Papaʻāpoho describes a flat area with a depression or hollow, which is how the island of Papaʻāpoho is shaped. It’s over 1,000-miles from Honolulu.
This 23.4-million-year-old island is over 1.2-miles across and has a land area of approximately 400-acres, making it the third largest island within the Papahānaumokuākea Marine National Monument (to the northwest of the Main Hawaiian Islands.)
Like its name, the island has an elevated rim (its highest point is a 40-foot-high sand dune) surrounding a broad central depression; its lowest point is a depression to the south that runs as a channel toward the ocean.
“This is a low, sandy island, elevated from 20 to 40 feet above the sea. It is about 1 1/4 miles long, and the northern part one mile wide; the surface is covered with green coarse grass.”
“There is what has been a lagoon near the southern part of the island, in the centre of which fresh water was found by digging 5-feet. Birds, fish, seal and turtle abound here, but not so plentiful as at Laysan Island.” (Paty, Polynesian, June 6, 1857)
At 10 pm, October 15, 1805, Urey Lisiansky (Yuri Fyodorovich Lisyansky,) an officer in the Imperial Russian Navy and commanding officer of the exploratory sloop-of-war Neva, ran aground on the island. Captain Lisiansky jettisoned some of the ship’s cargo to free themselves from the shallow waters.

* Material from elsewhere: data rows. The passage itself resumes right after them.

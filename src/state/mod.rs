use std::sync::Arc;

use tokio::sync::{RwLock, watch};

use crate::{config::AppConfig, dao::game_store::GameStore, error::ServiceError};

/// Reference-counted handle passed to every handler.
pub type SharedState = Arc<AppState>;

/// Central application state: the storage handle and the loaded configuration.
pub struct AppState {
    game_store: RwLock<Option<Arc<dyn GameStore>>>,
    degraded: watch::Sender<bool>,
    config: AppConfig,
}

impl AppState {
    /// Construct a new [`AppState`] wrapped in an [`Arc`] so it can be cloned cheaply.
    ///
    /// The application starts in degraded mode until a storage backend is installed.
    pub fn new(config: AppConfig) -> SharedState {
        let (degraded_tx, _rx) = watch::channel(true);
        Arc::new(Self {
            game_store: RwLock::new(None),
            degraded: degraded_tx,
            config,
        })
    }

    /// Build a state with `store` already installed.
    pub async fn with_store(config: AppConfig, store: Arc<dyn GameStore>) -> SharedState {
        let state = Self::new(config);
        state.install_game_store(store).await;
        state
    }

    /// Obtain a handle to the current game store, if one is installed.
    pub async fn game_store(&self) -> Option<Arc<dyn GameStore>> {
        let guard = self.game_store.read().await;
        guard.as_ref().cloned()
    }

    /// Current game store, or [`ServiceError::Degraded`] when none is installed.
    pub async fn require_game_store(&self) -> Result<Arc<dyn GameStore>, ServiceError> {
        self.game_store().await.ok_or(ServiceError::Degraded)
    }

    /// Install a new game store implementation and leave degraded mode.
    pub async fn install_game_store(&self, store: Arc<dyn GameStore>) {
        {
            let mut guard = self.game_store.write().await;
            *guard = Some(store);
        }
        self.set_degraded(false);
    }

    /// Remove the current game store and enter degraded mode.
    pub async fn clear_game_store(&self) {
        {
            let mut guard = self.game_store.write().await;
            guard.take();
        }
        self.set_degraded(true);
    }

    /// Current degraded flag.
    pub fn is_degraded(&self) -> bool {
        *self.degraded.borrow()
    }

    /// Subscribe to degraded mode updates.
    pub fn degraded_watcher(&self) -> watch::Receiver<bool> {
        self.degraded.subscribe()
    }

    /// Configuration loaded at startup.
    pub fn config(&self) -> &AppConfig {
        &self.config
    }

    /// Update and broadcast the degraded flag when the value changes.
    pub fn set_degraded(&self, value: bool) {
        self.degraded.send_if_modified(|current| {
            if *current == value {
                return false;
            }
            *current = value;
            true
        });
    }
}

#[cfg(test)]
mod tests {
    use super::*;
    use crate::dao::game_store::memory::MemoryGameStore;

    #[tokio::test]
    async fn starts_degraded_until_a_store_is_installed() {
        let state = AppState::new(AppConfig::default());
        let mut watcher = state.degraded_watcher();
        assert!(state.is_degraded());
        assert!(matches!(
            state.require_game_store().await,
            Err(ServiceError::Degraded)
        ));

        state
            .install_game_store(Arc::new(MemoryGameStore::new()))
            .await;
        assert!(!state.is_degraded());
        assert!(watcher.has_changed().unwrap());
        assert!(!*watcher.borrow_and_update());

        state.clear_game_store().await;
        assert!(state.is_degraded());
        assert!(state.game_store().await.is_none());
    }
}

“This island promises nothing to the adventurous voyager but certain danger in the first instance, and almost unavoidable destruction in the event. It stands in the middle of a very perilous coral bank, and, exclusive of a small eminence on the eastern part, lies almost on a level with the sea.” (A Voyage Round the World, Lisiansky, 1805)
“As there is no water, so neither are any trees to be seen on this island. We found, however, several large trunks of trees on the beach, which, no doubt, had been thrown up by the sea. … They were like the red-wood tree, that grows on the banks of the river Columbia in America. I am at a loss what conclusion to draw from the appearance of these trunks of trees in so remote a place.” (A Voyage Round the World, Lisiansky, 1805)

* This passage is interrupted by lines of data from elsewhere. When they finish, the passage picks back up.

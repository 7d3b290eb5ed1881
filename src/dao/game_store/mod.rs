/// CouchDB backend.
#[cfg(feature = "couch-store")]
pub mod couchdb;
/// In-memory backend.
pub mod memory;
/// MongoDB backend.
#[cfg(feature = "mongo-store")]
pub mod mongodb;
/// SQLite backend.
#[cfg(feature = "sqlite-store")]
pub mod sqlite;

use std::{env, fmt, str::FromStr, sync::Arc};

use futures::future::BoxFuture;
use thiserror::Error;

use crate::dao::models::GameConfigEntity;
use crate::dao::storage::StorageResult;

/// Environment variable selecting the storage backend.
pub const STORAGE_BACKEND_ENV: &str = "STORAGE_BACKEND";

/// Abstraction over the persistence layer for game configs.
pub trait GameStore: Send + Sync {
    /// Insert the config or replace the one already stored under the same id.
    /// The `created_at` of an existing record is kept.
    fn save_game(&self, game: GameConfigEntity) -> BoxFuture<'static, StorageResult<()>>;
    /// Look up the config stored under `id`.
    fn find_game(&self, id: String) -> BoxFuture<'static, StorageResult<Option<GameConfigEntity>>>;
    /// Cheap round trip proving the backend answers.
    fn health_check(&self) -> BoxFuture<'static, StorageResult<()>>;
    /// Re-establish the connection after a failed health check.
    fn try_reconnect(&self) -> BoxFuture<'static, StorageResult<()>>;
}

/// Storage backends the server knows how to connect to.
#[derive(Debug, Clone, Copy, PartialEq, Eq, Default)]
pub enum StorageKind {
    /// Process-local map, lost on restart.
    Memory,
    /// Relational `games` table in a SQLite file.
    #[default]
    Sqlite,
    /// `games` collection in MongoDB.
    Mongo,
    /// `game::{id}` documents in CouchDB.
    Couch,
}

/// `STORAGE_BACKEND` named no known backend.
#[derive(Debug, Error, PartialEq, Eq)]
#[error("unknown storage backend `{0}` (expected memory, sqlite, mongo or couch)")]
pub struct UnknownStorageKind(String);

impl FromStr for StorageKind {
    type Err = UnknownStorageKind;

    fn from_str(value: &str) -> Result<Self, Self::Err> {
        match value.trim().to_ascii_lowercase().as_str() {
            "memory" => Ok(Self::Memory),
            "sqlite" => Ok(Self::Sqlite),
            "mongo" | "mongodb" => Ok(Self::Mongo),
            "couch" | "couchdb" => Ok(Self::Couch),
            _ => Err(UnknownStorageKind(value.to_owned())),
        }
    }
}

impl fmt::Display for StorageKind {
    fn fmt(&self, f: &mut fmt::Formatter<'_>) -> fmt::Result {
        let name = match self {
            Self::Memory => "memory",
            Self::Sqlite => "sqlite",
            Self::Mongo => "mongo",
            Self::Couch => "couch",
        };
        f.write_str(name)
    }
}

impl StorageKind {
    /// Read [`STORAGE_BACKEND_ENV`], defaulting to SQLite when unset or empty.
    pub fn from_env() -> Result<Self, UnknownStorageKind> {
        match env::var(STORAGE_BACKEND_ENV) {
            Ok(value) if !value.trim().is_empty() => value.parse(),
            _ => Ok(Self::default()),
        }
    }
}

/// Connect the selected backend using its own environment configuration.
pub async fn connect(kind: StorageKind) -> StorageResult<Arc<dyn GameStore>> {
    match kind {
        StorageKind::Memory => Ok(Arc::new(memory::MemoryGameStore::new())),
        StorageKind::Sqlite => connect_sqlite().await,
        StorageKind::Mongo => connect_mongo().await,
        StorageKind::Couch => connect_couch().await,
    }
}

#[cfg(feature = "sqlite-store")]
async fn connect_sqlite() -> StorageResult<Arc<dyn GameStore>> {
    let config = sqlite::SqliteConfig::from_env();
    let store = sqlite::SqliteGameStore::open(config).await?;
    Ok(Arc::new(store))
}

#[cfg(not(feature = "sqlite-store"))]
async fn connect_sqlite() -> StorageResult<Arc<dyn GameStore>> {
    Err(crate::dao::storage::StorageError::Unsupported("sqlite"))
}

#[cfg(feature = "mongo-store")]
async fn connect_mongo() -> StorageResult<Arc<dyn GameStore>> {
    let config = mongodb::MongoConfig::from_env().await?;
    let store = mongodb::MongoGameStore::connect(config).await?;
    Ok(Arc::new(store))
}

#[cfg(not(feature = "mongo-store"))]
async fn connect_mongo() -> StorageResult<Arc<dyn GameStore>> {
    Err(crate::dao::storage::StorageError::Unsupported("mongo"))
}

#[cfg(feature = "couch-store")]
async fn connect_couch() -> StorageResult<Arc<dyn GameStore>> {
    let config = couchdb::CouchConfig::from_env()?;
    let store = couchdb::CouchGameStore::connect(config).await?;
    Ok(Arc::new(store))
}

#[cfg(not(feature = "couch-store"))]
async fn connect_couch() -> StorageResult<Arc<dyn GameStore>> {
    Err(crate::dao::storage::StorageError::Unsupported("couch"))
}

#[cfg(test)]
mod tests {
    use super::*;

    #[test]
    fn parses_backend_names() {
        assert_eq!("memory".parse(), Ok(StorageKind::Memory));
        assert_eq!(" SQLite ".parse(), Ok(StorageKind::Sqlite));
        assert_eq!("mongodb".parse(), Ok(StorageKind::Mongo));
        assert_eq!("couch".parse(), Ok(StorageKind::Couch));
        assert!("postgres".parse::<StorageKind>().is_err());
    }

    #[test]
    fn display_round_trips_through_parse() {
        for kind in [
            StorageKind::Memory,
            StorageKind::Sqlite,
            StorageKind::Mongo,
            StorageKind::Couch,
        ] {
            assert_eq!(kind.to_string().parse(), Ok(kind));
        }
    }
}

“I also found on the beach a small callabash, which had a round hole cut on one side of it. This could not have been drifted from a great distance, as it was fresh and in good preservation.” (A Voyage Round the World, Lisiansky, 1805)
Before leaving, Lisiansky named the island and shoal; “To the south-east point of the bank where the vessel grounded, I gave the name of Neva; while the island itself, in compliance with the unanimous wishes of my ship’s company, received the appellation of Lisiansky.” (A Voyage Round the World, Lisiansky, 1805)
The spelling Lisianski (not Lisyansky) was officially adopted by the US Geographic Board, October 1, 1924. Other names by which the island has been called include: Lisiansky, Lysianski, Lassion and Pell. (Thrum)
In 1857, King Kamehameha IV asked Captain John Paty to make a voyage of exploration to the Northwestern Hawaiian Islands. In part, he was sent to investigate the possibility of guano deposits on islands there (for fertilizer for the growing agricultural economy back on the Main Hawaiian Islands.
In addition, he confirmed or corrected the existence (or not) of many islands noted on old charts; “A considerable portion of the time absent has been consumed in looking after islands and banks which do not exist, or are erroneously marked on Blunt’s charts.” (Paty, Polynesian, June 6, 1857)
In the course of his voyage on the schooner “Manuokawai,” on May 11, 1857, Paty took possession of Lisianski Island for the Hawaiian Kingdom (he had previously annexed Laysan, its nearest neighbor, on May 1, 1857.)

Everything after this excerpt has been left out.